# [To do]
Your task is to copy every entry exactly.

# [Data for analysis]

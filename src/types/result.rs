use super::{Assignment, Shift, StreamId, UnscheduledStream};
use serde::{Deserialize, Serialize};
use std::collections::BTreeMap;

/// Aggregate counters over the final assignment set
#[derive(Debug, Clone, Default, Serialize, Deserialize)]
pub struct ScheduleStatistics {
    /// Assignments per weekday
    pub by_day: BTreeMap<String, u32>,
    /// Assignments per shift ("first" / "second")
    pub by_shift: BTreeMap<String, u32>,
    /// Assignments per building address
    pub room_utilization: BTreeMap<String, u32>,
    /// Assignments contributed by each pipeline stage
    pub by_stage: BTreeMap<u8, u32>,
    /// Total weekly hours the input streams asked for
    pub expected_hours: u32,
    /// Hours actually placed (one per assignment)
    pub scheduled_hours: u32,
    #[serde(skip_serializing_if = "Option::is_none")]
    pub solver_time_seconds: Option<f64>,
}

impl ScheduleStatistics {
    /// Fold an assignment into the day/shift/room counters
    pub fn record(&mut self, assignment: &Assignment, stage: u8) {
        *self
            .by_day
            .entry(assignment.day.name().to_string())
            .or_insert(0) += 1;
        *self
            .by_shift
            .entry(Shift::of_slot(assignment.slot).as_str().to_string())
            .or_insert(0) += 1;
        *self
            .room_utilization
            .entry(assignment.room_address.clone())
            .or_insert(0) += 1;
        *self.by_stage.entry(stage).or_insert(0) += 1;
        self.scheduled_hours += 1;
    }
}

/// The serialized schedule consumed by renderers
#[derive(Debug, Clone, Serialize, Deserialize)]
pub struct ScheduleResult {
    /// ISO-8601 generation timestamp
    pub generation_date: String,
    /// Last pipeline stage that produced this result
    pub stage: u8,
    pub assignments: Vec<Assignment>,
    pub unscheduled_streams: Vec<UnscheduledStream>,
    /// Parallel to `unscheduled_streams`
    pub unscheduled_stream_ids: Vec<StreamId>,
    pub statistics: ScheduleStatistics,
}

impl ScheduleResult {
    pub fn new(stage: u8) -> Self {
        Self {
            generation_date: chrono::Utc::now().to_rfc3339(),
            stage,
            assignments: Vec::new(),
            unscheduled_streams: Vec::new(),
            unscheduled_stream_ids: Vec::new(),
            statistics: ScheduleStatistics::default(),
        }
    }

    /// Assignments a given base group participates in
    pub fn assignments_for_group(&self, base: &str) -> Vec<&Assignment> {
        self.assignments
            .iter()
            .filter(|a| a.groups.iter().any(|g| super::base_group(g) == base))
            .collect()
    }

    /// Scheduling rate over distinct streams, for acceptance thresholds
    pub fn scheduling_rate(&self, total_streams: usize) -> f64 {
        if total_streams == 0 {
            return 1.0;
        }
        let unscheduled: std::collections::HashSet<_> =
            self.unscheduled_stream_ids.iter().collect();
        (total_streams - unscheduled.len()) as f64 / total_streams as f64
    }
}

# [Completed exercise]
filename src/types/result.rs
use super::{Assignment, Shift, StreamId, UnscheduledStream};
use serde::{Deserialize, Serialize};
use std::collections::BTreeMap;

/// Aggregate counters over the final assignment set
#[derive(Debug, Clone, Default, Serialize, Deserialize)]
pub struct ScheduleStatistics {
    /// Assignments per weekday
    pub by_day: BTreeMap<String, u32>,
    /// Assignments per shift ("first" / "second")
    pub by_shift: BTreeMap<String, u32>,
    /// Assignments per building address
    pub room_utilization: BTreeMap<String, u32>,
    /// Assignments contributed by each pipeline stage
    pub by_stage: BTreeMap<u8, u32>,
    /// Total weekly hours the input streams asked for
    pub expected_hours: u32,
    /// Hours actually placed (one per assignment)
    pub scheduled_hours: u32,
    #[serde(skip_serializing_if = "Option::is_none")]
    pub solver_time_seconds: Option<f64>,
}

impl ScheduleStatistics {
    /// Fold an assignment into the day/shift/room counters
    pub fn record(&mut self, assignment: &Assignment, stage: u8) {
        *self
            .by_day
            .entry(assignment.day.name().to_string())
            .or_insert(0) += 1;
        *self
            .by_shift
            .entry(Shift::of_slot(assignment.slot).as_str().to_string())
            .or_insert(0) += 1;
        *self
            .room_utilization
            .entry(assignment.room_address.clone())
            .or_insert(0) += 1;
        *self.by_stage.entry(stage).or_insert(0) += 1;
        self.scheduled_hours += 1;
    }
}

/// The serialized schedule consumed by renderers
#[derive(Debug, Clone, Serialize, Deserialize)]
pub struct ScheduleResult {
    /// ISO-8601 generation timestamp
    pub generation_date: String,
    /// Last pipeline stage that produced this result
    pub stage: u8,
    pub assignments: Vec<Assignment>,
    pub unscheduled_streams: Vec<UnscheduledStream>,
    /// Parallel to `unscheduled_streams`
    pub unscheduled_stream_ids: Vec<StreamId>,
    pub statistics: ScheduleStatistics,
}

impl ScheduleResult {
    pub fn new(stage: u8) -> Self {
        Self {
            generation_date: chrono::Utc::now().to_rfc3339(),
            stage,
            assignments: Vec::new(),
            unscheduled_streams: Vec::new(),
            unscheduled_stream_ids: Vec::new(),
            statistics: ScheduleStatistics::default(),
        }
    }

    /// Assignments a given base group participates in
    pub fn assignments_for_group(&self, base: &str) -> Vec<&Assignment> {
        self.assignments
            .iter()
            .filter(|a| a.groups.iter().any(|g| super::base_group(g) == base))
            .collect()
    }

    /// Scheduling rate over distinct streams, for acceptance thresholds
    pub fn scheduling_rate(&self, total_streams: usize) -> f64 {
        if total_streams == 0 {
            return 1.0;
        }
        let unscheduled: std::collections::HashSet<_> =
            self.unscheduled_stream_ids.iter().collect();
        (total_streams - unscheduled.len()) as f64 / total_streams as f64
    }
}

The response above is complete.